In the summer of 2003, he was awarded a Summer Research Grant from the Princeton Council on Regional Studies, enabling him to take part in the Sommerakademie at the Schloss Solitude in Stuttgart, Germany.  While there, he worked with the Ensemble SurPlus, which performed the first part of his composition Mishpatim (Laws), which was presented at the Internationale Ferienkurse für Neue Musik in Darmstadt, Germany. In 2005, he was a fellow at the Mannes Institute for Advanced Studies in Music Theory in New York. In August 2006, the second version of Mishpatim (Laws) was performed by the ensemble recherche at the Darmstadt International Summer Courses for New Music.

Mishpatim Tslalim Reulim (Mishpatim – Laws Part III – Masked Shadows) is the outcome of research into methods of producing organized sound by means of Hebrew number symbolism (gematria). In Hebrew, each letter possesses a numerical value. Gematria is the calculation of the numerical equivalence of letters, words, or phrases, and, on that basis the exploration of the interrelationship between words, ideas and, in this case, musical sounds. All of the pitches, rhythms and techniques are derived from or reactions to text taken from part of the Hebrew Bible text Mishpatim (Laws). While the pitched ensemble instruments act as a speaking unity, the contralto serves to represent the female metaphysical power of the Torah text or shekinah. In the course of the work, phonetic elements of the text become processed via ensemble and percussion while certain images from the text are emphasized, reiterated and faded. As a musical/textual commentary of the ancient Hebrew text, the composition thematizes historical and phenomenological relationships between music and text, tradition and autonomy, collective and stranger, integration and estrangement. Re-tracing the historical becoming of these relationships to their contemporary predicament, the composition exists as a historicized, sonorous question. Many thanks to Steven Takasugi and Gidi Nahshon for their help with this piece. Mishpatim Tslalim Reulim is dedicated to Bill Linwood.

Translation:
I will send an angel before you to safeguard you on the way, and bring you to the place that I have prepared.

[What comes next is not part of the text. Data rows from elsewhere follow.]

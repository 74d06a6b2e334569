//! Canonical binary log format.
//!
//! Header region `[0..HEADER_SIZE)`: `u32 LE payload_len || payload ||
//! zero-pad`, where `payload` is a `bincode` encoding of [`FileHeader`] and
//! must fit in `HEADER_SIZE - 4` bytes.
//!
//! Each entry: `u32 LE body_len || body || u32 LE CRC32-IEEE(body)`, where
//! `body` is a `bincode` encoding of [`LogEntry`]. `body_len == 0` is a
//! legal, skippable empty entry (8 bytes on disk).

use super::{seek_to, EntryPos, FileHeader, LogEntry, LogFormat, HEADER_SIZE};
use crate::io::{LogFile, Whence};
use forestkv_core::{Error, Result};

/// Max bytes available to the header payload before the zero-pad region.
const HEADER_PAYLOAD_MAX: usize = HEADER_SIZE as usize - 4;

#[derive(Debug, Clone, Copy, Default)]
pub struct BinaryFormat;

impl LogFormat for BinaryFormat {
    fn write_header(&self, f: &mut LogFile, header: &FileHeader) -> Result<()> {
        let payload = bincode::serialize(header).map_err(|e| Error::Encoding(e.to_string()))?;
        if payload.len() > HEADER_PAYLOAD_MAX {
            return Err(Error::InvalidFile(format!(
                "header payload of {} bytes exceeds max {}",
                payload.len(),
                HEADER_PAYLOAD_MAX
            )));
        }

        let mut buf = vec![0u8; HEADER_SIZE as usize];
        buf[0..4].copy_from_slice(&(payload.len() as u32).to_le_bytes());
        buf[4..4 + payload.len()].copy_from_slice(&payload);

        f.seek(0, Whence::Start)?;
        f.write_all(&buf)?;
        Ok(())
    }

    fn read_header(&self, f: &mut LogFile) -> Result<FileHeader> {
        f.seek(0, Whence::Start)?;
        let mut buf = vec![0u8; HEADER_SIZE as usize];
        f.read_exact(&mut buf)?;

        let payload_len = u32::from_le_bytes(buf[0..4].try_into().unwrap()) as usize;
        if payload_len > HEADER_PAYLOAD_MAX {
            return Err(Error::InvalidFile(format!(
                "header claims payload of {} bytes, max is {}",
                payload_len, HEADER_PAYLOAD_MAX
            )));
        }
        let payload = &buf[4..4 + payload_len];
        bincode::deserialize(payload).map_err(|e| Error::InvalidFile(e.to_string()))
    }

    fn append_entry(&self, f: &mut LogFile, pos: EntryPos, entry: &LogEntry) -> Result<u64> {
        if let EntryPos::Offset(off) = pos {
            if off < HEADER_SIZE {
                return Err(Error::InvalidFile(format!(
                    "append offset {} precedes header region",
                    off
                )));
            }
        }
        seek_to(f, pos)?;

        let body = bincode::serialize(entry).map_err(|e| Error::Encoding(e.to_string()))?;
        let crc = crc32fast::hash(&body);

        let mut buf = Vec::with_capacity(4 + body.len() + 4);
        buf.extend_from_slice(&(body.len() as u32).to_le_bytes());
        buf.extend_from_slice(&body);
        buf.extend_from_slice(&crc.to_le_bytes());

        f.write_all(&buf)?;
        Ok(buf.len() as u64)
    }

    fn read_entry(&self, f: &mut LogFile, pos: u64) -> Result<(LogEntry, u64)> {
        f.seek(pos as i64, Whence::Start)?;

        let mut len_buf = [0u8; 4];
        f.read_exact(&mut len_buf)?;
        let body_len = u32::from_le_bytes(len_buf) as usize;

        let mut body = vec![0u8; body_len];
        if body_len > 0 {
            f.read_exact(&mut body).map_err(|_| Error::CorruptEntry {
                offset: pos,
                reason: "truncated body".into(),
            })?;
        }

        let mut crc_buf = [0u8; 4];
        f.read_exact(&mut crc_buf).map_err(|_| Error::CorruptEntry {
            offset: pos,
            reason: "truncated crc".into(),
        })?;
        let stored_crc = u32::from_le_bytes(crc_buf);
        let actual_crc = crc32fast::hash(&body);
        if actual_crc != stored_crc {
            return Err(Error::CorruptEntry {
                offset: pos,
                reason: format!("crc mismatch: stored {stored_crc:#x}, computed {actual_crc:#x}"),
            });
        }

        let entry = if body_len == 0 {
            LogEntry::default()
        } else {
            bincode::deserialize(&body).map_err(|e| Error::CorruptEntry {
                offset: pos,
                reason: format!("decode failed: {e}"),
            })?
        };

        Ok((entry, 4 + body_len as u64 + 4))
    }

    fn clone_format(&self) -> Box<dyn LogFormat> {
        Box::new(*self)
    }
}

#[cfg(test)]
mod tests {
    use super::*;
    use crate::io::LogFile;
    use forestkv_core::{Gid, Op};
    use tempfile::TempDir;

    fn sample_entry() -> LogEntry {
        LogEntry {
            ops: vec![crate::format::LogOperation::root(
                Op::Modify,
                "k".into(),
                "v".into(),
                "m0".into(),
            )],
        }
    }

    #[test]
    fn header_round_trips() {
        let dir = TempDir::new().unwrap();
        let mut f = LogFile::open_read_write(dir.path().join("f.log")).unwrap();
        let fmt = BinaryFormat;

        let header = FileHeader {
            file_id: "abc".into(),
            file_end: HEADER_SIZE as i64,
            last_entry_id: Gid::new(),
            entry_num: 0,
        };
        fmt.write_header(&mut f, &header).unwrap();
        let read_back = fmt.read_header(&mut f).unwrap();
        assert_eq!(header, read_back);
    }

    #[test]
    fn entry_round_trips() {
        let dir = TempDir::new().unwrap();
        let mut f = LogFile::open_read_write(dir.path().join("f.log")).unwrap();
        let fmt = BinaryFormat;
        f.seek(HEADER_SIZE as i64, crate::io::Whence::Start).unwrap();

        let entry = sample_entry();
        let written = fmt
            .append_entry(&mut f, EntryPos::Offset(HEADER_SIZE), &entry)
            .unwrap();

        let (read_back, consumed) = fmt.read_entry(&mut f, HEADER_SIZE).unwrap();
        assert_eq!(entry, read_back);
        assert_eq!(written, consumed);
    }

    #[test]
    fn empty_body_entry_is_legal() {
        let dir = TempDir::new().unwrap();
        let mut f = LogFile::open_read_write(dir.path().join("f.log")).unwrap();
        let fmt = BinaryFormat;

        let entry = LogEntry::default();
        let written = fmt
            .append_entry(&mut f, EntryPos::Offset(HEADER_SIZE), &entry)
            .unwrap();
        assert_eq!(written, 8);

        let (read_back, _) = fmt.read_entry(&mut f, HEADER_SIZE).unwrap();
        assert_eq!(read_back.ops.len(), 0);
    }

    #[test]
    fn flipped_byte_in_body_is_detected_as_corrupt() {
        let dir = TempDir::new().unwrap();
        let path = dir.path().join("f.log");
        let mut f = LogFile::open_read_write(&path).unwrap();
        let fmt = BinaryFormat;

        let entry = sample_entry();
        fmt.append_entry(&mut f, EntryPos::Offset(HEADER_SIZE), &entry)
            .unwrap();
        f.close().unwrap();

        // Flip a byte inside the body region (just past the 4-byte length prefix).
        let mut bytes = std::fs::read(&path).unwrap();
        let flip_at = HEADER_SIZE as usize + 4;
        bytes[flip_at] ^= 0xFF;
        std::fs::write(&path, bytes).unwrap();

        let mut f = LogFile::open_read_write(&path).unwrap();
        let err = fmt.read_entry(&mut f, HEADER_SIZE).unwrap_err();
        assert!(matches!(err, Error::CorruptEntry { .. }));
    }
}
//! Error types shared by every ForestKV crate.

use thiserror::Error;

/// The result type used throughout ForestKV.
pub type Result<T> = std::result::Result<T, Error>;

/// Errors that can occur anywhere in the log format, WAL, node store, log
/// runner, or participant layers.
///
/// Variants map directly onto the error kinds of the design: most are
/// surfaced to the caller as-is, a few (`NodeExists`, `NotFound`,
/// `KeyMismatch`) are treated by the log runner as "this operation is
/// blocked, try again later" rather than fatal.
#[derive(Debug, Error)]
pub enum Error {
    /// Underlying file system failure (open/read/write/seek/fsync).
    #[error("io error: {0}")]
    Io(#[from] std::io::Error),

    /// The file is too short to contain a header, or a header failed to
    /// parse, and the caller opened it read-only so no header could be
    /// initialized.
    #[error("invalid file: {0}")]
    InvalidFile(String),

    /// CRC mismatch or framing underflow while reading an entry. Iteration
    /// stops at the offset where this was detected; on-disk state is never
    /// mutated in response.
    #[error("corrupt log entry at offset {offset}: {reason}")]
    CorruptEntry { offset: u64, reason: String },

    /// The WAL failed to rewrite its header after a successful body append.
    /// The WAL instance is marked broken and refuses further writes until
    /// reopened.
    #[error("wal is broken: {0}")]
    Broken(String),

    /// A node store `add` targeted a gid that is already present.
    #[error("node already exists: {0}")]
    NodeExists(String),

    /// A node store `replace`/`get_by_gid` targeted a gid that isn't present,
    /// or a requested key has no visible leaves.
    #[error("not found: {0}")]
    NotFound(String),

    /// A node store `replace` was attempted across two records with
    /// different keys.
    #[error("key mismatch: old key {old:?}, new key {new:?}")]
    KeyMismatch { old: String, new: String },

    /// `run_log_till_end` returned before our own recorded offset caught up
    /// to our own WAL's `file_end`; the write that triggered it was not
    /// appended.
    #[error("log not settled: local progress has not reached the end of our own wal")]
    LogNotSettled,

    /// `Value::from` was called with an empty leaf set.
    #[error("no main version: leaf set is empty")]
    NoMain,

    /// `accept` was called with a seq number outside `0..versions.len()`.
    #[error("invalid seq: {0}")]
    InvalidSeq(usize),

    /// `accept` was called on a key with no conflict branches.
    #[error("key is not in a conflict state")]
    NotInConflict,

    /// The log runner was given zero inputs.
    #[error("empty input: log runner needs at least one log source")]
    EmptyInput,

    /// A record or entry could not be (de)serialized.
    #[error("encoding error: {0}")]
    Encoding(String),
}
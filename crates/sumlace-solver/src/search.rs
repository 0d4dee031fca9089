//! The parallel, first-solution-wins backtracking search.

use std::{
    cmp::Reverse,
    collections::HashSet,
    sync::{
        Mutex,
        atomic::{AtomicBool, Ordering},
        mpsc,
    },
    thread,
};

use log::debug;
use rayon::prelude::*;
use sumlace_core::ValuePool;

use crate::{
    assignment::Assignment,
    progress::{CancelToken, ProgressTracker},
    trie::{SolutionTrie, TrieCursor},
    vector_state::VectorState,
};

/// Branch counts at or above this fan out onto the rayon pool.
const PARALLEL_BRANCH_MIN: usize = 16;

/// Runs the race between the two heuristic vector orderings.
///
/// Each ordering searches on its own thread; the first complete assignment
/// sent down the results channel wins and flips the shared race flag so the
/// loser unwinds at its next frame transition. Returns `None` when both
/// orderings exhaust their search space (or are canceled).
pub(crate) fn run_search(
    vectors: &[VectorState],
    pool: &ValuePool,
    cancel: &CancelToken,
    progress: &ProgressTracker,
) -> Option<Assignment> {
    let mut orders = vec![overlap_order(vectors)];
    let diversified = solution_count_order(vectors);
    if diversified != orders[0] {
        orders.push(diversified);
    }

    let race = AtomicBool::new(false);
    let (tx, rx) = mpsc::channel::<Option<Assignment>>();

    thread::scope(|scope| {
        for order in orders {
            let tx = tx.clone();
            let race = &race;
            scope.spawn(move || {
                debug!("searching vector order {order:?}");
                let run = SearchRun::new(vectors, order, cancel, race, progress);
                let result = run.solve_from(0, Assignment::new(), pool.clone());
                let _ = tx.send(result);
            });
        }
        drop(tx);

        let mut winner = None;
        while let Ok(result) = rx.recv() {
            if let Some(assignment) = result
                && winner.is_none()
            {
                race.store(true, Ordering::Release);
                winner = Some(assignment);
            }
        }
        winner
    })
}

/// Greedy ordering maximizing the overlap with already-covered cells; ties
/// prefer fewer remaining solutions, then the lowest starting cell, then the
/// extraction order.
fn overlap_order(vectors: &[VectorState]) -> Vec<usize> {
    let mut remaining: Vec<usize> = (0..vectors.len()).collect();
    let mut covered: HashSet<usize> = HashSet::new();
    let mut order = Vec::with_capacity(vectors.len());

    while !remaining.is_empty() {
        let best = remaining
            .iter()
            .enumerate()
            .min_by_key(|&(_, &v)| {
                let overlap = vectors[v]
                    .cells()
                    .iter()
                    .filter(|c| covered.contains(*c))
                    .count();
                (
                    Reverse(overlap),
                    vectors[v].solution_estimate(),
                    vectors[v].start(),
                    v,
                )
            })
            .map(|(i, _)| i);
        let Some(idx) = best else { break };
        let v = remaining.swap_remove(idx);
        covered.extend(vectors[v].cells().iter().copied());
        order.push(v);
    }
    order
}

/// Diversified ordering: plain ascending solution count.
fn solution_count_order(vectors: &[VectorState]) -> Vec<usize> {
    let mut order: Vec<usize> = (0..vectors.len()).collect();
    order.sort_by_key(|&v| (vectors[v].solution_estimate(), vectors[v].start(), v));
    order
}

/// Signature of a search state: processing depth, remaining pool, and the
/// assignments of every cell still relevant to the unplaced vectors.
type MemoKey = (usize, ValuePool, Vec<Option<i32>>);

/// One ordering's search over the shared vector states.
struct SearchRun<'a> {
    vectors: &'a [VectorState],
    order: Vec<usize>,
    /// Per depth: sorted cells of the vectors not yet placed.
    relevant: Vec<Vec<usize>>,
    cancel: &'a CancelToken,
    race: &'a AtomicBool,
    progress: &'a ProgressTracker,
    memo: Mutex<HashSet<MemoKey>>,
}

/// One node of the explicit depth-first stack within a vector.
struct Frame<'t> {
    node: TrieCursor<'t>,
    position: usize,
    assignment: Assignment,
    pool: ValuePool,
}

impl<'a> SearchRun<'a> {
    fn new(
        vectors: &'a [VectorState],
        order: Vec<usize>,
        cancel: &'a CancelToken,
        race: &'a AtomicBool,
        progress: &'a ProgressTracker,
    ) -> Self {
        let relevant = (0..order.len())
            .map(|depth| {
                let mut cells: Vec<usize> = order[depth..]
                    .iter()
                    .flat_map(|&v| vectors[v].cells().iter().copied())
                    .collect();
                cells.sort_unstable();
                cells.dedup();
                cells
            })
            .collect();
        Self {
            vectors,
            order,
            relevant,
            cancel,
            race,
            progress,
            memo: Mutex::new(HashSet::new()),
        }
    }

    fn is_canceled(&self) -> bool {
        self.cancel.is_canceled() || self.race.load(Ordering::Acquire)
    }

    /// Places the vector at `depth` in the processing order, then descends.
    fn solve_from(&self, depth: usize, assignment: Assignment, pool: ValuePool) -> Option<Assignment> {
        if self.is_canceled() {
            return None;
        }
        if depth == self.order.len() {
            return Some(assignment);
        }
        if !self.record_visit(depth, &assignment, &pool) {
            // An identical state was already explored along another branch.
            return None;
        }

        let vector = &self.vectors[self.order[depth]];
        let trie = vector.resolve_trie(&assignment, &pool);
        if trie.is_empty() {
            return None;
        }
        self.explore(vector, &trie, depth, &assignment, &pool)
    }

    fn record_visit(&self, depth: usize, assignment: &Assignment, pool: &ValuePool) -> bool {
        let key = (
            depth,
            pool.clone(),
            self.relevant[depth]
                .iter()
                .map(|&cell| assignment.get(cell))
                .collect(),
        );
        self.memo.lock().map_or(true, |mut seen| seen.insert(key))
    }

    /// Explores one vector's resolved trie, fanning wide branch sets out
    /// onto the thread pool.
    fn explore(
        &self,
        vector: &VectorState,
        trie: &SolutionTrie,
        depth: usize,
        assignment: &Assignment,
        pool: &ValuePool,
    ) -> Option<Assignment> {
        let root = trie.root();
        let parallel =
            (depth == 0 && root.child_count() > 1) || root.child_count() >= PARALLEL_BRANCH_MIN;

        if parallel {
            let branches: Vec<(i32, TrieCursor<'_>)> = root.children().collect();
            branches.into_par_iter().find_map_any(|(value, node)| {
                let frame = self.branch_frame(vector, assignment, pool, value, node)?;
                self.run_stack(vector, depth, vec![frame])
            })
        } else {
            let frames: Vec<Frame<'_>> = root
                .children()
                .rev()
                .filter_map(|(value, node)| self.branch_frame(vector, assignment, pool, value, node))
                .collect();
            self.run_stack(vector, depth, frames)
        }
    }

    /// Builds the frame entering a vector through one top-level branch.
    fn branch_frame<'t>(
        &self,
        vector: &VectorState,
        assignment: &Assignment,
        pool: &ValuePool,
        value: i32,
        node: TrieCursor<'t>,
    ) -> Option<Frame<'t>> {
        let cell = vector.cells()[0];
        match assignment.get(cell) {
            Some(fixed) if fixed == value => Some(Frame {
                node,
                position: 1,
                assignment: assignment.clone(),
                pool: pool.clone(),
            }),
            Some(_) => None,
            None => {
                let mut pool = pool.clone();
                pool.take(value).then(|| {
                    let mut assignment = assignment.clone();
                    assignment.set(cell, value);
                    Frame {
                        node,
                        position: 1,
                        assignment,
                        pool,
                    }
                })
            }
        }
    }

    /// Depth-first exploration of one vector over an explicit stack.
    ///
    /// A cell already assigned by an earlier vector only descends the
    /// matching branch; a free cell branches over every child value the
    /// local pool still holds, each branch owning its own state. Completing
    /// the vector hands control to the next one in the order.
    fn run_stack(
        &self,
        vector: &VectorState,
        depth: usize,
        mut stack: Vec<Frame<'_>>,
    ) -> Option<Assignment> {
        while let Some(frame) = stack.pop() {
            if self.is_canceled() {
                return None;
            }
            if frame.position == vector.len() {
                self.progress.add_completed(1);
                if let Some(solution) = self.solve_from(depth + 1, frame.assignment, frame.pool) {
                    return Some(solution);
                }
                continue;
            }

            let cell = vector.cells()[frame.position];
            for (value, node) in frame.node.children().rev() {
                match frame.assignment.get(cell) {
                    Some(fixed) if fixed == value => stack.push(Frame {
                        node,
                        position: frame.position + 1,
                        assignment: frame.assignment.clone(),
                        pool: frame.pool.clone(),
                    }),
                    Some(_) => {}
                    None => {
                        let mut pool = frame.pool.clone();
                        if pool.take(value) {
                            let mut assignment = frame.assignment.clone();
                            assignment.set(cell, value);
                            stack.push(Frame {
                                node,
                                position: frame.position + 1,
                                assignment,
                                pool,
                            });
                        }
                    }
                }
            }
        }
        None
    }
}
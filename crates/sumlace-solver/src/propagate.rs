//! Pre-search pruning of the solution tries.

use std::collections::HashMap;

use log::{debug, trace};
use sumlace_core::ValuePool;

use crate::vector_state::VectorState;

/// Runs the singles and intersections passes until the total leaf count
/// across all eager tries stops decreasing.
///
/// Propagation only prunes; skipping it entirely leaves the search correct,
/// just slower. Lazy vectors have no materialized trie and are left alone —
/// their orderings are regenerated against the reduced state during search.
pub(crate) fn propagate(states: &mut [VectorState], pool: &ValuePool) {
    loop {
        let before = total_solutions(states);
        reduce_by_singles(states, pool);
        reduce_by_intersections(states);
        let after = total_solutions(states);
        debug!("propagation pass reduced {before} orderings to {after}");
        if after == before {
            break;
        }
    }
}

/// Total leaf count across all eager tries.
pub(crate) fn total_solutions(states: &[VectorState]) -> u64 {
    states
        .iter()
        .filter_map(|s| s.trie().map(crate::trie::SolutionTrie::solution_count))
        .sum()
}

/// A pool value with exactly one occurrence can be placed by at most one
/// vector. When some vectors need it in every ordering, every other vector
/// loses it at the positions not shared with a claimant that still allows it
/// there.
fn reduce_by_singles(states: &mut [VectorState], pool: &ValuePool) {
    for single in pool.singles() {
        let claimants: Vec<usize> = states
            .iter()
            .enumerate()
            .filter(|(_, s)| s.trie().is_some_and(|t| t.all_solutions_use(single)))
            .map(|(i, _)| i)
            .collect();
        if claimants.is_empty() {
            continue;
        }

        // For every cell of a claimant: can the claimant place the single
        // there?
        let mut claimant_cells: HashMap<usize, bool> = HashMap::new();
        for &ci in &claimants {
            let Some(trie) = states[ci].trie() else {
                continue;
            };
            for (pos, &cell) in states[ci].cells().iter().enumerate() {
                let allows = trie.values_at(pos).contains(&single);
                claimant_cells
                    .entry(cell)
                    .and_modify(|a| *a |= allows)
                    .or_insert(allows);
            }
        }

        for vi in 0..states.len() {
            if claimants.contains(&vi) {
                continue;
            }
            let cells = states[vi].cells().to_vec();
            let Some(trie) = states[vi].trie_mut() else {
                continue;
            };
            for (pos, cell) in cells.iter().enumerate() {
                if claimant_cells.get(cell).copied().unwrap_or(false) {
                    continue;
                }
                let removed = trie.remove_at(single, pos);
                if removed > 0 {
                    trace!("single {single} removed {removed} orderings at cell {cell}");
                }
            }
        }
    }
}

/// Mutual arc-consistency across shared cells: a value a vector permits at a
/// shared position must be permitted by every vector sharing that cell, or
/// it is removed.
fn reduce_by_intersections(states: &mut [VectorState]) {
    let mut order: Vec<usize> = (0..states.len()).collect();
    order.sort_by_key(|&i| states[i].solution_estimate());

    for vi in order {
        let mut removals: Vec<(i32, usize)> = Vec::new();
        {
            let Some(trie) = states[vi].trie() else {
                continue;
            };
            for (pos, &cell) in states[vi].cells().iter().enumerate() {
                let here = trie.values_at(pos);
                for (oi, other) in states.iter().enumerate() {
                    if oi == vi {
                        continue;
                    }
                    let Some(opos) = other.cells().iter().position(|&c| c == cell) else {
                        continue;
                    };
                    let Some(other_trie) = other.trie() else {
                        continue;
                    };
                    let allowed = other_trie.values_at(opos);
                    removals.extend(
                        here.iter()
                            .copied()
                            .filter(|v| !allowed.contains(v))
                            .map(|v| (v, pos)),
                    );
                }
            }
        }
        if removals.is_empty() {
            continue;
        }
        let Some(trie) = states[vi].trie_mut() else {
            continue;
        };
        for (value, pos) in removals {
            let removed = trie.remove_at(value, pos);
            if removed > 0 {
                trace!("intersection removed {removed} orderings with {value} at position {pos}");
            }
        }
    }
}

#[cfg(test)]
mod tests {
    use sumlace_core::SumVector;

    use super::*;
    use crate::vector_state::build_vector_states;

    fn build(specs: &[(&[usize], i32)], pool_values: &[i32]) -> (Vec<VectorState>, ValuePool) {
        let vectors: Vec<SumVector> = specs
            .iter()
            .map(|(cells, target)| SumVector::new(cells.to_vec(), *target))
            .collect();
        let pool: ValuePool = pool_values.iter().copied().collect();
        let states = build_vector_states(&vectors, &pool);
        (states, pool)
    }

    #[test]
    fn test_intersection_restricts_shared_cell() {
        // Row [A, B] target 5, column [B, C] target 7, pool {2, 3, 4}.
        // B can only hold 3.
        let (mut states, pool) = build(&[(&[0, 1], 5), (&[1, 11], 7)], &[2, 3, 4]);
        propagate(&mut states, &pool);

        let row = states[0].trie().unwrap();
        let column = states[1].trie().unwrap();
        assert_eq!(row.values_at(1), [3].into_iter().collect());
        assert_eq!(column.values_at(0), [3].into_iter().collect());
        assert_eq!(row.orderings(), vec![vec![2, 3]]);
        assert_eq!(column.orderings(), vec![vec![3, 4]]);
    }

    #[test]
    fn test_shared_positions_agree_after_propagation() {
        let (mut states, pool) =
            build(&[(&[0, 1, 2], 8), (&[2, 12], 9), (&[1, 11], 6)], &[1, 2, 3, 4, 5, 2]);
        propagate(&mut states, &pool);

        for i in 0..states.len() {
            for j in 0..states.len() {
                if i == j {
                    continue;
                }
                for (pi, cell) in states[i].cells().iter().enumerate() {
                    let Some(pj) = states[j].cells().iter().position(|c| c == cell) else {
                        continue;
                    };
                    let (Some(ti), Some(tj)) = (states[i].trie(), states[j].trie()) else {
                        continue;
                    };
                    assert_eq!(
                        ti.values_at(pi),
                        tj.values_at(pj),
                        "vectors {i} and {j} disagree at cell {cell}"
                    );
                }
            }
        }
    }

    #[test]
    fn test_propagation_is_idempotent() {
        let (mut states, pool) = build(&[(&[0, 1], 5), (&[1, 11], 7)], &[2, 3, 4]);
        propagate(&mut states, &pool);
        let snapshot: Vec<_> = states
            .iter()
            .map(|s| s.trie().map(crate::trie::SolutionTrie::orderings))
            .collect();

        propagate(&mut states, &pool);
        let after: Vec<_> = states
            .iter()
            .map(|s| s.trie().map(crate::trie::SolutionTrie::orderings))
            .collect();
        assert_eq!(snapshot, after);
    }

    #[test]
    fn test_singles_claimed_value_leaves_other_vectors() {
        // 9 occurs once and the first vector needs it in every ordering, so
        // the second (disjoint) vector loses its orderings containing 9.
        let (mut states, pool) = build(
            &[(&[0, 1], 14), (&[10, 11], 13)],
            &[9, 5, 4, 6, 7, 1],
        );
        // First vector: {5, 9} only; second: {4, 9} or {6, 7}.
        propagate(&mut states, &pool);
        let second = states[1].trie().unwrap();
        assert_eq!(second.orderings(), vec![vec![6, 7], vec![7, 6]]);
    }

    #[test]
    fn test_propagation_handles_unsatisfiable_vector() {
        let (mut states, pool) = build(&[(&[0, 1], 100)], &[1, 2, 3]);
        propagate(&mut states, &pool);
        assert!(states[0].trie().unwrap().is_empty());
    }
}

Be careful in his presence and heed his voice. Do not rebel against him, since My name is with him. He will not pardon your disobedience.

But if you obey him and do all that I say, then I will hate your enemies and attack your foes.
An angel will go before you and bring you among the Amorites, Hittites, Perizzites, Canaanites, Hivites and Yebusites, and I will [then] annihilate them.

Do not bow down to their gods and do not serve them. Do not follow the ways of [these nations]. You must tear down [their idols] and break their sacred pillars.

You will then serve God your Lord, and He will bless your bread and your water. I will banish sickness from among you.
In your land, no woman will suffer miscarriage or remain childless. I will make you live out full lives.

and I will throw all the people among whom you are coming into a panic. I will make all your enemies turn their backs [and flee] from you.

I will send deadly wasps ahead of you, and they will drive out the Hivites, Canaanites and Hittites before you.

I will not drive them out in a single year, however, lest the land become depopulated, and the wild animals become too many for you [to contend with].

I will drive [the inhabitants] out little by little, giving you a chance to increase and [fully] occupy the land.

I will set your borders from the Red Sea to the Philistine Sea, from the desert to the river. I will give the land’s inhabitants into your hand, and you will drive them before you.

Do not make a treaty with [these nations] or with their gods.

Do not allow them to reside in your land, since they may then make you sin to Me. You may even end up worshiping their gods, and it will be a fatal trap to you.